A group study showed that animals that are illegally hunted in Africa include African elephants, pangolins, gorilla, cheetah, lions, wild dog, black rhino, Grevy's zebra, Ethiopian wolf and other wild animals (IUCN, 2014). More than 100, 000 elephants have died due to illegal poaching in Africa. From 2010 to 2012, the rate of unlawful poaching ever was about 7%. This implies that approximately 33,630 elephants were killed within this period. The latest statistics From African Wildlife Foundation (2018) indicates that the population of the African elephant is around 415,000, while that lion is approximately 23,000. Cheetah population is about 6,700, the wild is nearly 6,600, and the black rhino is almost 5,000 (African Wildlife Foundation, 2018). Many species in the region are also experiencing a decrease in population.
Other Findings
Africa is the center for illegal hunting of rhinoceros and elephants. In North Africa, Sudanese militants often work on poaching for ivory (Wittemyer et al., 2014). The Garamba national park situated on the border of Sudan sees rebels from the Sudan People's Liberation Army (SPLA) hunt elephants with grenades from rocket-propelled launchers (Pires & Moreto, 2016). Another Sudanese Militia known as the ''Janjaweed'' also traffics ivory for profit in Kenya and Chad (Oxpeckers, 2019). Monetary incentives mostly influence the trade of rhino horn and ivory in Susan. Poachers live and work in extreme poverty areas. As such, shipping these wildlife products is an economic opportunity (Baaniya, 2018).
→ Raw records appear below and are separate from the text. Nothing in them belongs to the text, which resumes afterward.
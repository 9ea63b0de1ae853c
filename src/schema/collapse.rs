//! Folding a subgraph into a single composite node and unfolding it again.
//!
//! A composite node carries the folded inner schema in its `collapsed` field
//! and keeps the subset's boundary ports visible, so outer links keep
//! resolving and the compiler can lower the inner schema recursively.

use super::model::{id_number, Node, Schema};
use super::partition::{exposed_outputs, exposed_ports, split_schema, SchemaSplit};
use crate::graph::Graph;
use ahash::AHashSet;
use itertools::Itertools;

/// The nodes reachable from the seeds that are reachable *only* through the
/// seeds: removing the seeds disconnects them from every other root of their
/// component. These are the nodes a collapse starting at the seeds may
/// swallow. The seeds themselves are never part of the result; callers union
/// them in explicitly.
pub fn collapsible_from(ids: &[&str], schema: &Schema) -> AHashSet<String> {
    let graph = Graph::from_schema(schema);
    let downstream = graph.children(ids);
    let root_set = graph.roots_from(ids);
    let root_refs: Vec<&str> = root_set.iter().map(String::as_str).collect();
    let still_reachable = graph.without(ids).children(&root_refs);
    downstream
        .difference(&still_reachable)
        .cloned()
        .collect()
}

/// The seeds that did not make it into their own collapsible set. Selection
/// tooling uses this to show which picked nodes would survive a fold.
pub fn minimal_collapsible(ids: &[&str], schema: &Schema) -> AHashSet<String> {
    let collapsible = collapsible_from(ids, schema);
    ids.iter()
        .filter(|id| !collapsible.contains(**id))
        .map(|id| (*id).to_string())
        .collect()
}

/// First unused `node-<n>` id among the given nodes, scanning numeric
/// suffixes in ascending order from zero.
fn next_gap_id(nodes: &[Node]) -> String {
    let mut candidate = 0usize;
    for n in nodes
        .iter()
        .filter_map(|node| id_number(&node.id, "node-"))
        .sorted()
    {
        match n.cmp(&candidate) {
            std::cmp::Ordering::Less => {}
            std::cmp::Ordering::Equal => candidate += 1,
            std::cmp::Ordering::Greater => break,
        }
    }
    format!("node-{candidate}")
}

/// Folds the node `id` together with everything collapsible from it into a
/// single composite node.
///
/// The composite takes the anchor node's coordinates and data, a freshly
/// allocated first-gap id, the fold set's exposed input and output ports,
/// and the inner schema (coordinates re-based relative to the anchor) in its
/// `collapsed` field. Unknown ids leave the schema untouched.
pub fn collapse_from(id: &str, schema: &Schema) -> Schema {
    let Some(anchor) = schema.node(id) else {
        return schema.clone();
    };
    let anchor_at = anchor.coordinates;
    let anchor_data = anchor.data.clone();

    let mut fold: AHashSet<String> = collapsible_from(&[id], schema);
    fold.insert(id.to_string());
    let fold_refs: Vec<&str> = fold.iter().map(String::as_str).collect();
    tracing::debug!(anchor = id, folded = fold_refs.len(), "collapsing subgraph");

    let SchemaSplit { inner, outer } = split_schema(&fold_refs, schema);

    let inner_nodes: Vec<Node> = inner
        .nodes
        .into_iter()
        .map(|mut node| {
            node.coordinates = [
                node.coordinates[0] - anchor_at[0],
                node.coordinates[1] - anchor_at[1],
            ];
            node
        })
        .collect();

    let replacement_id = next_gap_id(&outer.nodes);
    let replacement = Node {
        id: replacement_id,
        coordinates: anchor_at,
        inputs: exposed_ports(&fold_refs, schema),
        outputs: exposed_outputs(&fold_refs, schema),
        data: anchor_data,
        collapsed: Some(Schema::new(inner_nodes, inner.links)),
    };

    let mut nodes = Vec::with_capacity(outer.nodes.len() + 1);
    nodes.push(replacement);
    nodes.extend(outer.nodes);
    Schema::new(nodes, outer.links)
}

/// Unfolds the composite node `id`, splicing its inner nodes and links back
/// into the schema with their coordinates re-based to the canvas.
///
/// A node without collapsed content, or an unknown id, is an explicit no-op:
/// the schema comes back unchanged.
pub fn expand_from(id: &str, schema: &Schema) -> Schema {
    let Some(node) = schema.node(id) else {
        return schema.clone();
    };
    let Some(inner) = &node.collapsed else {
        return schema.clone();
    };
    let anchor_at = node.coordinates;

    let restored: Vec<Node> = inner
        .nodes
        .iter()
        .cloned()
        .map(|mut inner_node| {
            inner_node.coordinates = [
                inner_node.coordinates[0] + anchor_at[0],
                inner_node.coordinates[1] + anchor_at[1],
            ];
            inner_node
        })
        .collect();

    let mut nodes: Vec<Node> = Vec::with_capacity(schema.nodes.len() + restored.len());
    for n in &schema.nodes {
        if n.id == id {
            nodes.extend(restored.iter().cloned());
        } else {
            nodes.push(n.clone());
        }
    }

    let mut links = schema.links.clone();
    links.extend(inner.links.iter().cloned());
    Schema::new(nodes, links)
}

/// Collapses each selected id in turn. Ids swallowed by an earlier fold
/// simply no-op when their turn comes.
pub fn collapse_each(ids: &[&str], schema: &Schema) -> Schema {
    ids.iter()
        .fold(schema.clone(), |acc, id| collapse_from(id, &acc))
}

/// Expands each selected id in turn.
pub fn expand_each(ids: &[&str], schema: &Schema) -> Schema {
    ids.iter().fold(schema.clone(), |acc, id| expand_from(id, &acc))
}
In East Africa, Kenya, Uganda, and Tanzania account for around 80% of the major African seizures of ivory (Gavin et al., 2010). Kenya has one of the most prominent African tourism industries supported mainly by game reserves and safaris (Haenlein & Smith, 2017). Poaching of rhino horn and ivory threaten $1 every year since tourists encounter fewer animals and increased rates of crime in game parks and reserves (Wittemyer et al., 2014).